I wrote this during a retreat on Bainsbridge Island based on the work of Parker Palmer. It was at a time I was wrestling with staying in teaching due to the politics. I felt I was not giving it my all and lacked confidence in my teaching.
During the retreat, I reflected and had candid conversations with others and concluded it was time to control what I could control. Interestingly, it was in the conversations with others that I had to choose to be all in really came to the forefront. I went back to my classroom, spent another 5 years teaching, and giving it my all.
I think, when we lose confidence, we do not realize it. It sneaks up on us, rather than being a cataclysmic shift. Recovering confidence is similar. It is done in small steps and realizing we are not alone in the moment.

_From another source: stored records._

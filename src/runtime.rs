use std::sync::mpsc::{self, Receiver, RecvTimeoutError, Sender};
use std::sync::Arc;
use std::time::Duration;

use crossterm::event::{self, Event as CtEvent, KeyEvent, KeyEventKind};
use tracing::debug;

use crate::clock::ClockId;
use crate::word_source::{WordPool, WordSource};

/// Unified event type consumed by the app loop
#[derive(Clone, Debug)]
pub enum AppEvent {
    Key(KeyEvent),
    Resize,
    /// One second elapsed on the clock with this id
    Tick(ClockId),
    /// A background pool refresh finished
    PoolReady(WordPool),
}

/// Source of app events (keyboard, resize, clock ticks, fetched pools)
pub trait AppEventSource {
    /// Block for up to `timeout` waiting for an event.
    fn recv_timeout(&self, timeout: Duration) -> Result<AppEvent, RecvTimeoutError>;

    /// Sender for helper threads (clock, pool refresh) feeding this source
    fn sender(&self) -> Sender<AppEvent>;
}

/// Production event source: a crossterm reader thread plus any helper threads
/// holding a sender
pub struct CrosstermEventSource {
    tx: Sender<AppEvent>,
    rx: Receiver<AppEvent>,
}

impl CrosstermEventSource {
    pub fn new() -> Self {
        let (tx, rx) = mpsc::channel();
        let key_tx = tx.clone();

        std::thread::spawn(move || loop {
            let forwarded = match event::read() {
                // Windows reports releases too; only presses count as typing
                Ok(CtEvent::Key(key)) if key.kind == KeyEventKind::Press => {
                    key_tx.send(AppEvent::Key(key))
                }
                Ok(CtEvent::Resize(_, _)) => key_tx.send(AppEvent::Resize),
                Ok(_) => Ok(()),
                Err(_) => break,
            };
            if forwarded.is_err() {
                break;
            }
        });

        Self { tx, rx }
    }
}

impl Default for CrosstermEventSource {
    fn default() -> Self {
        Self::new()
    }
}

impl AppEventSource for CrosstermEventSource {
    fn recv_timeout(&self, timeout: Duration) -> Result<AppEvent, RecvTimeoutError> {
        self.rx.recv_timeout(timeout)
    }

    fn sender(&self) -> Sender<AppEvent> {
        self.tx.clone()
    }
}

/// Test event source fed from a plain channel
pub struct TestEventSource {
    tx: Sender<AppEvent>,
    rx: Receiver<AppEvent>,
}

impl TestEventSource {
    pub fn new() -> Self {
        let (tx, rx) = mpsc::channel();
        Self { tx, rx }
    }
}

impl Default for TestEventSource {
    fn default() -> Self {
        Self::new()
    }
}

impl AppEventSource for TestEventSource {
    fn recv_timeout(&self, timeout: Duration) -> Result<AppEvent, RecvTimeoutError> {
        self.rx.recv_timeout(timeout)
    }

    fn sender(&self) -> Sender<AppEvent> {
        self.tx.clone()
    }
}

/// Runner that hands the app one event at a time
pub struct Runner<E: AppEventSource> {
    event_source: E,
    poll_interval: Duration,
}

impl<E: AppEventSource> Runner<E> {
    pub fn new(event_source: E, poll_interval: Duration) -> Self {
        Self {
            event_source,
            poll_interval,
        }
    }

    /// Blocks up to the poll interval; `None` when nothing arrived
    pub fn step(&self) -> Option<AppEvent> {
        match self.event_source.recv_timeout(self.poll_interval) {
            Ok(ev) => Some(ev),
            Err(RecvTimeoutError::Timeout) | Err(RecvTimeoutError::Disconnected) => None,
        }
    }

    pub fn sender(&self) -> Sender<AppEvent> {
        self.event_source.sender()
    }
}

/// Fetch a pool off the event-loop thread and deliver it as `AppEvent::PoolReady`
pub fn spawn_pool_refresh(source: Arc<WordSource>, tx: Sender<AppEvent>) {
    std::thread::spawn(move || {
        let pool = source.refresh_pool();
        debug!(words = pool.len(), fallback = pool.is_fallback(), "pool refresh finished");
        let _ = tx.send(AppEvent::PoolReady(pool));
    });
}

I had to realize anger was born out of fear and loss. Once I acknowledged this, I was at ease with letting go and moving forward.
It just happens–
Letting go;
Speaking without anger–
Embracing one’s sadness;
For what is lost.
Staring into an abyss–
Sitting with unformed questions;
Terrifying darkness–
Sensing incompleteness,
Feeling uncertainty.
Taking stock–
Looking inwards;
Accepting extended hands–
Discarding baggage
Moving towards a place of light.
Mojo gaining momentum–
Emerging at its pace;
Creating healing space–
Living one’s own truth;
Living in each moment’s question.
I attended a John Lee Hooker concert in 1972 or 1973. I grew up listening to jazz, gospel, folk, and blues with traditional country, early rock and roll. I took it for granted that I attended a John Lee concert until an American, who shared a love for the blues, told me he never did. African-American performers toured in Canada on a regular basis at a time they did not have that same ease of movement in their own country.
When I used Langston Hughes’ poetry in my teaching, I remembered he wrote from a different understanding of what America was. This was an outgrowth of an awareness of my privilege as a white Canadian male.